A Dance of Survival

When the culture wars returned a couple of weeks ago, I was in the middle of Sheri S. Tepper’s 1998 novel Six Moon Dance. My brain blew a fuse. It was one of those serendipitous moments when what you’re reading informs the news of the day—and vice versa.

Whether you believe the current culture war is about women’s health and access to contraception, or about religious freedom, or both, there’s no denying that reproductive and sexual politics have come into play. Just turn on any cable news station.

When it comes to literary commentary on gender issues, Tepper is a master in the science fiction/fantasy genre. Her novel The Gate to Women’s Country is a landmark in feminist sci-fi. (And a darn good read, too!)

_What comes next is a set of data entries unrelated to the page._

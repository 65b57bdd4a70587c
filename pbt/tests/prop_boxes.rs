//! サンプルテーブル関連のボックスの Property-Based Testing

use std::num::NonZeroU32;

use isobmff_muxer::{
    BoxHeader, Decode, Encode, FixedPointNumber,
    boxes::{
        Co64Box, CttsBox, CttsEntry, ElstBox, ElstEntry, MehdBox, SampleGroupContext,
        SampleGroupDescription, SbgpBox, SbgpEntry, SgpdBox, StscBox, StscEntry, StszBox,
        SttsBox, SttsEntry, TrunBox, TrunSample,
    },
};
use proptest::prelude::*;

/// エンコード結果をデコードして元の値と一致することと、ヘッダーのサイズが正しいことを確認する
fn assert_roundtrip<T>(value: &T) -> Result<(), TestCaseError>
where
    T: Encode + Decode + PartialEq + std::fmt::Debug,
{
    let encoded = value.encode_to_vec().expect("encode");
    let (header, _) = BoxHeader::decode(&encoded).expect("header");
    prop_assert_eq!(header.box_size.get(), encoded.len() as u64);

    let (decoded, size) = T::decode(&encoded).expect("decode");
    prop_assert_eq!(size, encoded.len());
    prop_assert_eq!(&decoded, value);
    Ok(())
}

fn arb_elst_entry() -> impl Strategy<Value = ElstEntry> {
    (
        prop_oneof![0u64..=(u32::MAX as u64), any::<u64>()],
        prop_oneof![-1i64..=(i32::MAX as i64), -1i64..=i64::MAX],
        any::<i16>(),
    )
        .prop_map(|(edit_duration, media_time, rate)| ElstEntry {
            edit_duration,
            media_time,
            media_rate: FixedPointNumber::new(rate, 0),
        })
}

fn arb_stsc_entry() -> impl Strategy<Value = StscEntry> {
    (1u32..=u32::MAX, any::<u32>(), 1u32..=u32::MAX).prop_map(
        |(first_chunk, sample_per_chunk, sample_description_index)| StscEntry {
            first_chunk: NonZeroU32::new(first_chunk).expect("non zero"),
            sample_per_chunk,
            sample_description_index: NonZeroU32::new(sample_description_index)
                .expect("non zero"),
        },
    )
}

fn arb_sgpd_box() -> impl Strategy<Value = SgpdBox> {
    prop_oneof![
        prop::collection::vec((any::<bool>(), 0u8..128), 0..20).prop_map(|entries| SgpdBox {
            grouping_type: *b"rap ",
            entries: entries
                .into_iter()
                .map(
                    |(num_leading_samples_known, num_leading_samples)| {
                        SampleGroupDescription::RandomAccess {
                            num_leading_samples_known,
                            num_leading_samples,
                        }
                    }
                )
                .collect(),
        }),
        (
            prop_oneof![Just(*b"roll"), Just(*b"prol")],
            prop::collection::vec(any::<i16>(), 0..20)
        )
            .prop_map(|(grouping_type, distances)| SgpdBox {
                grouping_type,
                entries: distances
                    .into_iter()
                    .map(|roll_distance| SampleGroupDescription::RollRecovery { roll_distance })
                    .collect(),
            }),
    ]
}

fn arb_trun_box() -> impl Strategy<Value = TrunBox> {
    (
        prop::option::of(any::<i32>()),
        any::<(bool, bool, bool)>(),
        prop::collection::vec((any::<u32>(), any::<u32>(), any::<i32>()), 1..50),
    )
        .prop_map(
            |(data_offset, (has_duration, has_size, has_offset), samples)| TrunBox {
                data_offset,
                first_sample_flags: None,
                samples: samples
                    .into_iter()
                    .map(|(duration, size, offset)| TrunSample {
                        duration: has_duration.then_some(duration),
                        size: has_size.then_some(size),
                        flags: None,
                        composition_time_offset: has_offset.then_some(offset),
                    })
                    .collect(),
            },
        )
}

proptest! {
    #![proptest_config(ProptestConfig::with_cases(500))]

    // 32 bit に収まらない値を含む場合は version 1 でエンコードされる
    #[test]
    fn elst_box_roundtrip(entries in prop::collection::vec(arb_elst_entry(), 0..10)) {
        let large = entries.iter().any(|e| {
            u32::try_from(e.edit_duration).is_err() || i32::try_from(e.media_time).is_err()
        });
        let elst_box = ElstBox { entries };
        let encoded = elst_box.encode_to_vec().expect("encode");
        prop_assert_eq!(encoded[8], if large { 1 } else { 0 });
        assert_roundtrip(&elst_box)?;
    }

    // 負のオフセットを含む場合も元の値が復元できる
    #[test]
    fn ctts_box_roundtrip(entries in prop::collection::vec((any::<u32>(), any::<i32>()), 0..50)) {
        let ctts_box = CttsBox {
            entries: entries
                .into_iter()
                .map(|(sample_count, sample_offset)| CttsEntry { sample_count, sample_offset })
                .collect(),
        };
        assert_roundtrip(&ctts_box)?;
    }

    #[test]
    fn stts_box_roundtrip(entries in prop::collection::vec((any::<u32>(), any::<u32>()), 0..50)) {
        let stts_box = SttsBox {
            entries: entries
                .into_iter()
                .map(|(sample_count, sample_delta)| SttsEntry { sample_count, sample_delta })
                .collect(),
        };
        assert_roundtrip(&stts_box)?;
    }

    #[test]
    fn stsc_box_roundtrip(entries in prop::collection::vec(arb_stsc_entry(), 0..50)) {
        assert_roundtrip(&StscBox { entries })?;
    }

    #[test]
    fn stsz_box_roundtrip(
        sizes in prop::collection::vec(any::<u32>(), 0..100),
        fixed in (1u32..=u32::MAX, any::<u32>()),
    ) {
        assert_roundtrip(&StszBox::Variable { entry_sizes: sizes })?;
        assert_roundtrip(&StszBox::Fixed {
            sample_size: NonZeroU32::new(fixed.0).expect("non zero"),
            sample_count: fixed.1,
        })?;
    }

    #[test]
    fn co64_box_roundtrip(chunk_offsets in prop::collection::vec(any::<u64>(), 0..100)) {
        assert_roundtrip(&Co64Box { chunk_offsets })?;
    }

    // version 1 を指定した mehd ボックスは値に関わらず同じサイズになる
    #[test]
    fn mehd_box_size_is_stable(a in any::<u64>(), b in 0u64..=(u32::MAX as u64)) {
        let x = MehdBox { version: 1, fragment_duration: a };
        let y = MehdBox { version: 1, fragment_duration: b };
        prop_assert_eq!(
            x.encode_to_vec().expect("encode").len(),
            y.encode_to_vec().expect("encode").len()
        );
        assert_roundtrip(&x)?;
        assert_roundtrip(&y)?;
    }

    #[test]
    fn sgpd_box_roundtrip(sgpd_box in arb_sgpd_box()) {
        assert_roundtrip(&sgpd_box)?;
    }

    #[test]
    fn sbgp_box_roundtrip(
        entries in prop::collection::vec((1u32..1000, 0u32..0x10000), 0..50),
        grouping_type in prop_oneof![Just(*b"rap "), Just(*b"roll")],
    ) {
        let sbgp_box = SbgpBox {
            grouping_type,
            grouping_type_parameter: None,
            context: SampleGroupContext::SampleTable,
            entries: entries
                .into_iter()
                .map(|(sample_count, group_description_index)| SbgpEntry {
                    sample_count,
                    group_description_index,
                })
                .collect(),
        };
        assert_roundtrip(&sbgp_box)?;
    }

    #[test]
    fn trun_box_roundtrip(trun_box in arb_trun_box()) {
        assert_roundtrip(&trun_box)?;
    }
}
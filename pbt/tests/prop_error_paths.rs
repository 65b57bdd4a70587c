//! エラーパスの Property-Based Testing
//!
//! 不正なサンプルの追記が拒否された場合に、ムービーの状態が変化しないことを確認する

use std::{io::Cursor, num::NonZeroU32};

use isobmff_muxer::{
    BoxType, FixedPointNumber,
    boxes::{AudioSampleEntry, AudioSampleEntryFields, SampleEntry},
    mux::{CompatibilityMode, Movie, MovieOptions, MuxError, Sample, TrackConfig},
};
use proptest::prelude::*;

fn mp4a_entry() -> SampleEntry {
    SampleEntry::Audio(AudioSampleEntry {
        box_type: BoxType::Normal(*b"mp4a"),
        audio: AudioSampleEntryFields {
            data_reference_index: AudioSampleEntryFields::DEFAULT_DATA_REFERENCE_INDEX,
            channelcount: 2,
            samplesize: AudioSampleEntryFields::DEFAULT_SAMPLESIZE,
            samplerate: FixedPointNumber::new(44100u16, 0),
        },
        unknown_boxes: Vec::new(),
        btrt_box: None,
    })
}

/// 追記操作
#[derive(Debug, Clone)]
enum Op {
    /// 正常なサンプル（直前のサンプルからの差分と、データサイズ）
    Valid(u32, usize),
    /// 空のサンプル
    Empty,
    /// 直前のサンプル以前の復号時刻を持つサンプル
    Backward(u32),
    /// 存在しないサンプルエントリーを参照するサンプル
    UnknownDescription(u32),
    /// 存在しないトラックへのサンプル
    UnknownTrack,
    /// 復号時刻との差が 32 bit に収まらない表示時刻を持つサンプル
    OffsetOverflow(u32),
}

fn arb_op() -> impl Strategy<Value = Op> {
    prop_oneof![
        6 => (1u32..2000, 1usize..300).prop_map(|(delta, size)| Op::Valid(delta, size)),
        1 => Just(Op::Empty),
        1 => (0u32..1000).prop_map(Op::Backward),
        1 => (2u32..10).prop_map(Op::UnknownDescription),
        1 => Just(Op::UnknownTrack),
        1 => any::<u32>().prop_map(Op::OffsetOverflow),
    ]
}

/// 操作列を適用してファイルを作成する（`skip_invalid` なら不正な操作は適用しない）
fn run(ops: &[Op], mode: CompatibilityMode, skip_invalid: bool) -> Vec<u8> {
    let options = MovieOptions {
        mode,
        ..Default::default()
    };
    let mut movie = Movie::new(Cursor::new(Vec::new()), options).expect("new");
    let track_id = movie
        .create_track(TrackConfig::audio(NonZeroU32::new(44100).expect("non zero")))
        .expect("create track");
    movie.add_sample_entry(track_id, mp4a_entry()).expect("add sample entry");

    let mut next_dts = 0i64;
    let mut last_dts: Option<i64> = None;
    for op in ops {
        let (target, data, dts, cts, description_index) = match *op {
            Op::Valid(delta, size) => {
                let dts = next_dts;
                next_dts += delta as i64;
                last_dts = Some(dts);
                let data = vec![(dts % 251) as u8; size];
                movie
                    .append_sample(track_id, &Sample::new(&data, dts))
                    .expect("valid sample");
                continue;
            }
            _ if skip_invalid => continue,
            Op::Empty => (track_id, Vec::new(), next_dts, next_dts, 1),
            Op::Backward(back) => {
                let Some(last) = last_dts else {
                    continue;
                };
                let dts = last - back as i64;
                (track_id, vec![1], dts, dts, 1)
            }
            Op::UnknownDescription(index) => (track_id, vec![1], next_dts, next_dts, index),
            Op::UnknownTrack => (track_id + 1, vec![1], next_dts, next_dts, 1),
            Op::OffsetOverflow(extra) => {
                let cts = next_dts + i32::MAX as i64 + 1 + extra as i64;
                (track_id, vec![1], next_dts, cts, 1)
            }
        };
        let sample = Sample {
            cts,
            description_index: NonZeroU32::new(description_index).expect("non zero"),
            ..Sample::new(&data, dts)
        };
        let result = movie.append_sample(target, &sample);
        let rejected = matches!(
            result,
            Err(MuxError::EmptySample { .. }
                | MuxError::NonMonotonicTimestamp { .. }
                | MuxError::InvalidSampleDescriptionIndex { .. }
                | MuxError::InvalidTrackId { .. }
                | MuxError::CompositionOffsetOutOfRange { .. })
        );
        assert!(rejected, "unexpected result: {result:?}");
    }

    movie
        .finalize(false)
        .expect("finalize")
        .into_inner()
        .into_inner()
}

proptest! {
    #![proptest_config(ProptestConfig::with_cases(200))]

    // 拒否された追記は出力に影響しない
    #[test]
    fn rejected_samples_do_not_change_output(
        ops in prop::collection::vec(arb_op(), 0..200),
        mode in prop_oneof![
            Just(CompatibilityMode::Iso),
            Just(CompatibilityMode::QuickTime),
            Just(CompatibilityMode::Fragmented),
        ],
    ) {
        let with_errors = run(&ops, mode, false);
        let without_errors = run(&ops, mode, true);
        prop_assert_eq!(with_errors, without_errors);
    }
}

In this Tepper novel, the author turns gender stereotypes on their head. On the human-colonized planet Newholme, a matriarchal society has evolved. A virus that attaches itself to the double-x chromosome means fewer births of live females. Women become treasured, and the families of young men pay dowries to the families of young women to forge families. As in pre-modern times, the marriage arrangements are not romantic but economic. Once a woman has given birth to children—done her “duty”—she can buy the services of a consort, a man who has been trained in the art of pleasuring women.

This is where protagonist Mouche comes in. He is the son of parents who have been unable to produce daughters. These families are unable to pay dowries for their sons because they have been unable to collect dowries for daughters. Their options are few. One option is for the family to sell a son to a Madame who grooms young men to become consorts. And so Mouche finds himself in the house of Madame Genevois, the most prestigious consort house on the planet.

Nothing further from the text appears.